Running a marathon is a huge challenge but there are certain things you can do that will help to make sure it all goes well. Here are 10 tips to help you run your best first marathon plus your essential marathon checklist download.
From about 3 – 4 weeks out follow a gradual taper and rest up. It can be tempting to continue to run long distances when you should be tapering but it’s much better to go into the race undertrained than over trained. If you’re under trained you can rely on adrenaline to get you through but the same can’t be said if you’re muscles are tired from over training.
Lay out your kit well in advance, that way, if you discover you’re missing something you still have plenty of time to get hold of it. Use my downloadable marathon checklist to help you make sure you have everything you might need during the day.
Try not to set yourself a finishing time, especially if it’s your first marathon. There are so many variables that can affect your performance on the day (wind, heat, rain etc). Instead set yourself the expectation of finishing strong and go into the marathon with an open mind about what the day will bring. Running your first marathon is all about completing the distance rather than beating the clock.

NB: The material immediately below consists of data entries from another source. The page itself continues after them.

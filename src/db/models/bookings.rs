//! Database models for bookings: the central entity and its status machine.

use chrono::{DateTime, NaiveDate, Utc};
use rust_decimal::Decimal;
use serde::{Deserialize, Serialize};
use sqlx::FromRow;
use sqlx::Row;
use sqlx::postgres::PgRow;
use std::fmt;
use utoipa::ToSchema;

use crate::db::models::gyms::Gym;
use crate::types::{BookingId, GymId, PackageId, PackageVariantId, UserId};

/// The authoritative booking status.
///
/// Transitions are monotonic along the lifecycle graph; a terminal status is
/// never left. All writes go through conditional updates keyed on the
/// expected "from" states (see `db::handlers::bookings::Bookings::transition`).
#[derive(Debug, Clone, Copy, PartialEq, Eq, Serialize, Deserialize, sqlx::Type, ToSchema)]
#[sqlx(type_name = "booking_status", rename_all = "snake_case")]
#[serde(rename_all = "snake_case")]
pub enum BookingStatus {
    /// Awaiting gym-owner approval (request-to-book flow)
    Pending,
    /// Awaiting a card payment authorization
    PendingPayment,
    /// Payment authorized (held, not captured), awaiting settlement
    PendingConfirmation,
    /// Gym owner accepted the request; guest owes a payment authorization
    GymConfirmed,
    /// Deprecated alias of the pending flow, kept for rows created before the
    /// status vocabulary was consolidated. New flows never produce it.
    AwaitingApproval,
    /// Gym owner declined; terminal
    Declined,
    /// Funds captured by settlement
    Confirmed,
    /// Stay finished; enables post-stay reviews; terminal
    Completed,
    /// Cancelled by guest or owner before capture; terminal
    Cancelled,
}

impl BookingStatus {
    /// Statuses from which a gym owner may accept a request.
    pub const ACCEPTABLE: &[BookingStatus] = &[BookingStatus::Pending, BookingStatus::AwaitingApproval];

    /// Statuses from which a gym owner may decline a request.
    pub const DECLINABLE: &[BookingStatus] = &[BookingStatus::Pending, BookingStatus::AwaitingApproval];

    /// Statuses in which a payment authorization may be created or reused.
    pub const PAYABLE: &[BookingStatus] = &[BookingStatus::Pending, BookingStatus::PendingPayment];

    /// Statuses a guest/owner cancellation can leave. `confirmed` is excluded:
    /// captured funds require the out-of-scope refund path.
    pub const CANCELLABLE: &[BookingStatus] = &[
        BookingStatus::Pending,
        BookingStatus::PendingPayment,
        BookingStatus::PendingConfirmation,
        BookingStatus::GymConfirmed,
        BookingStatus::AwaitingApproval,
    ];

    pub fn is_terminal(self) -> bool {
        matches!(
            self,
            BookingStatus::Declined | BookingStatus::Completed | BookingStatus::Cancelled
        )
    }

    pub fn as_str(self) -> &'static str {
        match self {
            BookingStatus::Pending => "pending",
            BookingStatus::PendingPayment => "pending_payment",
            BookingStatus::PendingConfirmation => "pending_confirmation",
            BookingStatus::GymConfirmed => "gym_confirmed",
            BookingStatus::AwaitingApproval => "awaiting_approval",
            BookingStatus::Declined => "declined",
            BookingStatus::Confirmed => "confirmed",
            BookingStatus::Completed => "completed",
            BookingStatus::Cancelled => "cancelled",
        }
    }
}

impl fmt::Display for BookingStatus {
    fn fmt(&self, f: &mut fmt::Formatter<'_>) -> fmt::Result {
        f.write_str(self.as_str())
    }
}

/// Database entity model
#[derive(Debug, Clone, FromRow)]
pub struct Booking {
    pub id: BookingId,
    pub booking_reference: String,
    pub booking_pin: String,
    /// None means a guest booking; guest identity fields are then all set
    pub user_id: Option<UserId>,
    pub guest_email: Option<String>,
    pub guest_phone: Option<String>,
    pub guest_name: Option<String>,
    pub gym_id: GymId,
    pub package_id: Option<PackageId>,
    pub package_variant_id: Option<PackageVariantId>,
    pub start_date: NaiveDate,
    pub end_date: NaiveDate,
    pub discipline: String,
    pub experience_level: String,
    pub total_price: Decimal,
    pub platform_fee: Decimal,
    /// At most one authorization per booking, enforced by idempotent reuse
    pub stripe_payment_intent_id: Option<String>,
    pub status: BookingStatus,
    pub request_submitted_at: Option<DateTime<Utc>>,
    pub gym_confirmed_at: Option<DateTime<Utc>>,
    pub created_at: DateTime<Utc>,
    pub updated_at: DateTime<Utc>,
}

impl Booking {
    pub fn is_guest_booking(&self) -> bool {
        self.user_id.is_none()
    }
}

/// Database request for creating a booking.
///
/// Reference and PIN are generated inside the repository (with collision
/// retry), not supplied by the caller.
#[derive(Debug, Clone)]
pub struct BookingCreateDBRequest {
    pub user_id: Option<UserId>,
    pub guest_email: Option<String>,
    pub guest_phone: Option<String>,
    pub guest_name: Option<String>,
    pub gym_id: GymId,
    pub package_id: Option<PackageId>,
    pub package_variant_id: Option<PackageVariantId>,
    pub start_date: NaiveDate,
    pub end_date: NaiveDate,
    pub discipline: String,
    pub experience_level: String,
    pub total_price: Decimal,
    pub platform_fee: Decimal,
    pub status: BookingStatus,
    pub request_submitted_at: Option<DateTime<Utc>>,
}

/// Filter for listing bookings
#[derive(Debug, Clone)]
pub struct BookingFilter {
    pub gym_id: Option<GymId>,
    pub status: Option<BookingStatus>,
    pub skip: i64,
    pub limit: i64,
}

impl BookingFilter {
    pub fn new(skip: i64, limit: i64) -> Self {
        Self {
            gym_id: None,
            status: None,
            skip,
            limit,
        }
    }
}

/// A booking joined with its gym in one consistent read.
///
/// Status and ownership preconditions are both validated against this single
/// snapshot, never against separately cached reads.
#[derive(Debug, Clone)]
pub struct BookingWithGym {
    pub booking: Booking,
    pub gym: Gym,
}

impl<'r> FromRow<'r, PgRow> for BookingWithGym {
    fn from_row(row: &'r PgRow) -> Result<Self, sqlx::Error> {
        let booking = Booking::from_row(row)?;
        let gym = Gym {
            id: row.try_get("gym_id")?,
            owner_id: row.try_get("gym_owner_id")?,
            name: row.try_get("gym_name")?,
            city: row.try_get("gym_city")?,
            country: row.try_get("gym_country")?,
            currency: row.try_get("gym_currency")?,
            is_verified: row.try_get("gym_is_verified")?,
            is_active: row.try_get("gym_is_active")?,
            created_at: row.try_get("gym_created_at")?,
            updated_at: row.try_get("gym_updated_at")?,
        };
        Ok(Self { booking, gym })
    }
}

#[cfg(test)]
mod tests {
    use super::*;

    #[test]
    fn test_terminal_statuses_reject_owner_actions() {
        for status in [BookingStatus::Declined, BookingStatus::Completed, BookingStatus::Cancelled] {
            assert!(status.is_terminal());
            assert!(!BookingStatus::ACCEPTABLE.contains(&status));
            assert!(!BookingStatus::DECLINABLE.contains(&status));
            assert!(!BookingStatus::CANCELLABLE.contains(&status));
        }
        // Captured funds can no longer be cancelled from this surface either
        assert!(!BookingStatus::CANCELLABLE.contains(&BookingStatus::Confirmed));
    }

    #[test]
    fn test_legacy_alias_is_acceptable_and_declinable() {
        assert!(BookingStatus::ACCEPTABLE.contains(&BookingStatus::AwaitingApproval));
        assert!(BookingStatus::DECLINABLE.contains(&BookingStatus::AwaitingApproval));
    }

    #[test]
    fn test_status_serializes_snake_case() {
        let json = serde_json::to_string(&BookingStatus::PendingPayment).unwrap();
        assert_eq!(json, "\"pending_payment\"");
        assert_eq!(BookingStatus::GymConfirmed.to_string(), "gym_confirmed");
    }
}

It’s a good idea to review the course map so that you’re familiar with it. Of course, there’s no need to memorise the route because you’ll be following plenty of other runners but studying it before the race will help you get an understanding of where the hydration stations and aid stations are. Knowing the route will also help you develop a mental strategy to help you get around the course.
There’s nothing worse than being rushed or feeling panicked before you run. Make sure you plan ahead to allow yourself plenty of time for warming up and last minute loo visits.
It’s not always easy to sleep before a challenge like the marathon. Try reading a good book or drinking herbal tea to help take your mind off the task ahead.
Having a mantra or two can help you stay positive and focussed throughout the race. Use your mantras to keep you going and get rid of any negative thoughts when times get tough.
When it comes to the kit you’re wearing and the food you eat, the best advice is to stick to what you know works and avoid anything new on race day.
Splitting the distance down into shorter blocks helps the race feel more manageable. This is especially useful towards the end of the marathon when the going might get a little more tough. You could even try dedicating each mile to a friend or family member.
As you start to fatigue it’s easy to let your running form fade. Set a timer on your watch or use the hydration stations as reminders to check your form. Are your shoulders relaxed, hips under your shoulders and feet landing with short strides?